Synucleinopathies are a group of neurodegenerative disorders characterized by abnormal aggregation of alpha-synuclein protein in the brain. These conditions include Parkinson's disease (PD), multiple system atrophy (MSA), and dementia with Lewy bodies (DLB). Rapid eye movement (REM) sleep behavior disorder (RBD) is an early manifestation of synucleinopathies (1–4). Sleep disorders including RBD are common in synucleinopathies, and can significantly impact quality of life (5, 6). In PD, RBD prevalence ranges from 35% to 50%, while in MSA it can be as high as 90% (7–9). Currently, however, there is no evidence that juvenile-onset RBD, such as would be associated with narcolepsy, is associated with synucleinopathies. Due to the lack of non-invasive biomarkers, there are no good treatment options, resulting in worsened quality of life (5).

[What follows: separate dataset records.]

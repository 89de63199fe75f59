#![allow(dead_code)]

use std::{
    fs,
    path::{Path, PathBuf},
};

/// Byte order used when building test bodies.
#[derive(Clone, Copy)]
pub enum Order {
    Little,
    Big,
}

impl Order {
    pub fn format_name(self) -> &'static str {
        match self {
            Order::Little => "binary_little_endian",
            Order::Big => "binary_big_endian",
        }
    }
}

fn push<const N: usize>(out: &mut Vec<u8>, le: [u8; N], be: [u8; N], order: Order) {
    match order {
        Order::Little => out.extend_from_slice(&le),
        Order::Big => out.extend_from_slice(&be),
    }
}

/// Encode one value of PLY type `ty` independently of the library codecs.
pub fn encode_value(ty: &str, v: f64, order: Order, out: &mut Vec<u8>) {
    match ty {
        "char" | "int8" => push(out, (v as i8).to_le_bytes(), (v as i8).to_be_bytes(), order),
        "uchar" | "uint8" => push(out, (v as u8).to_le_bytes(), (v as u8).to_be_bytes(), order),
        "short" | "int16" => push(out, (v as i16).to_le_bytes(), (v as i16).to_be_bytes(), order),
        "ushort" | "uint16" => {
            push(out, (v as u16).to_le_bytes(), (v as u16).to_be_bytes(), order)
        }
        "int" | "int32" => push(out, (v as i32).to_le_bytes(), (v as i32).to_be_bytes(), order),
        "uint" | "uint32" => push(out, (v as u32).to_le_bytes(), (v as u32).to_be_bytes(), order),
        "float" | "float32" => {
            push(out, (v as f32).to_le_bytes(), (v as f32).to_be_bytes(), order)
        }
        "double" | "float64" => push(out, v.to_le_bytes(), v.to_be_bytes(), order),
        other => panic!("test helper does not know type {other}"),
    }
}

/// Header text with a single `vertex` element.
pub fn header(format: &str, vertex_count: usize, props: &[(&str, &str)]) -> String {
    let mut text = format!("ply\nformat {format} 1.0\nelement vertex {vertex_count}\n");
    for (ty, name) in props {
        text.push_str(&format!("property {ty} {name}\n"));
    }
    text.push_str("end_header\n");
    text
}

/// Complete binary PLY file whose body holds `rows` (one value per property).
pub fn binary_ply(order: Order, props: &[(&str, &str)], rows: &[Vec<f64>]) -> Vec<u8> {
    let mut bytes = header(order.format_name(), rows.len(), props).into_bytes();
    for row in rows {
        assert_eq!(row.len(), props.len(), "row width must match property count");
        for ((ty, _), v) in props.iter().zip(row) {
            encode_value(ty, *v, order, &mut bytes);
        }
    }
    bytes
}

pub fn write_file(dir: &Path, name: &str, bytes: &[u8]) -> PathBuf {
    let path = dir.join(name);
    fs::write(&path, bytes).expect("fixture write should succeed");
    path
}

pub fn float_props<'a>(names: &[&'a str]) -> Vec<(&'a str, &'a str)> {
    names.iter().map(|n| ("float", *n)).collect()
}

/// Property names of a 3D Gaussian splat file without normals or
/// higher-order SH coefficients.
pub fn splat_names() -> Vec<String> {
    let mut names: Vec<String> = ["x", "y", "z", "f_dc_0", "f_dc_1", "f_dc_2", "opacity"]
        .iter()
        .map(|s| s.to_string())
        .collect();
    names.extend((0..3).map(|i| format!("scale_{i}")));
    names.extend((0..4).map(|i| format!("rot_{i}")));
    names
}

/// Property names of a full training-output splat file.
pub fn training_names() -> Vec<String> {
    let mut names: Vec<String> = ["x", "y", "z", "nx", "ny", "nz", "f_dc_0", "f_dc_1", "f_dc_2"]
        .iter()
        .map(|s| s.to_string())
        .collect();
    names.extend((0..45).map(|i| format!("f_rest_{i}")));
    names.push("opacity".to_string());
    names.extend((0..3).map(|i| format!("scale_{i}")));
    names.extend((0..4).map(|i| format!("rot_{i}")));
    names
}

pub fn dir_entries(dir: &Path) -> Vec<String> {
    let mut names: Vec<String> = fs::read_dir(dir)
        .expect("temp dir should be readable")
        .map(|e| {
            e.expect("dir entry")
                .file_name()
                .to_string_lossy()
                .into_owned()
        })
        .collect();
    names.sort();
    names
}
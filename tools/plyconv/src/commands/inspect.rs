use std::{fs, path::PathBuf};

use anyhow::{Context, Result};
use clap::Args;
use plyconform::{core::format_schema, parse_header};

use super::convert::summarize;

#[derive(Args)]
pub struct InspectArgs {
    /// PLY files to inspect
    #[arg(required = true)]
    files: Vec<PathBuf>,

    /// Also print each property's type, byte width and record offset
    #[arg(long)]
    types: bool,

    /// Output file path (stdout if not specified)
    #[arg(short, long)]
    output: Option<PathBuf>,
}

impl InspectArgs {
    pub fn run(self) -> Result<()> {
        let text = self.render()?;
        match self.output {
            Some(path) => fs::write(path, text)?,
            None => print!("{text}"),
        }
        Ok(())
    }

    fn render(&self) -> Result<String> {
        let mut text = String::new();
        for path in &self.files {
            text.push_str(&summarize(path)?);
            text.push('\n');
            if self.types {
                let header = parse_header(path)
                    .with_context(|| format!("failed to read {}", path.display()))?;
                text.push_str(&format_schema(&header.vertex_properties)?);
            }
        }
        Ok(text)
    }
}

During sleep, heart rate variability (HRV) serves as an objective, non-invasive assessment of autonomic nervous system (ANS) function in people with neurodegenerative disorders (10). HRV reflects beat-to-beat heart rate variation and is regulated by the ANS. Sleep stages and circadian rhythms influence HRV. For example, the parasympathetic nervous system (PNS) dominates during non-REM (NREM) sleep, particularly during deep sleep (slow-wave sleep), resulting in increased HRV (11). Conversely, during REM sleep, the sympathetic nervous system dominates, reducing HRV (12). Furthermore, circadian factors influence HRV, with HRV being highest during the nighttime and lowest during the daytime (13). Synucleinopathies reduce HRV during sleep, possibly related to the degeneration of brain regions controlling the ANS (14, 15). Thus, HRV analysis during sleep may provide insights into potential biomarkers, therapeutic interventions, underlying mechanisms of autonomic dysfunction, and early warning signs for disease progression and complications.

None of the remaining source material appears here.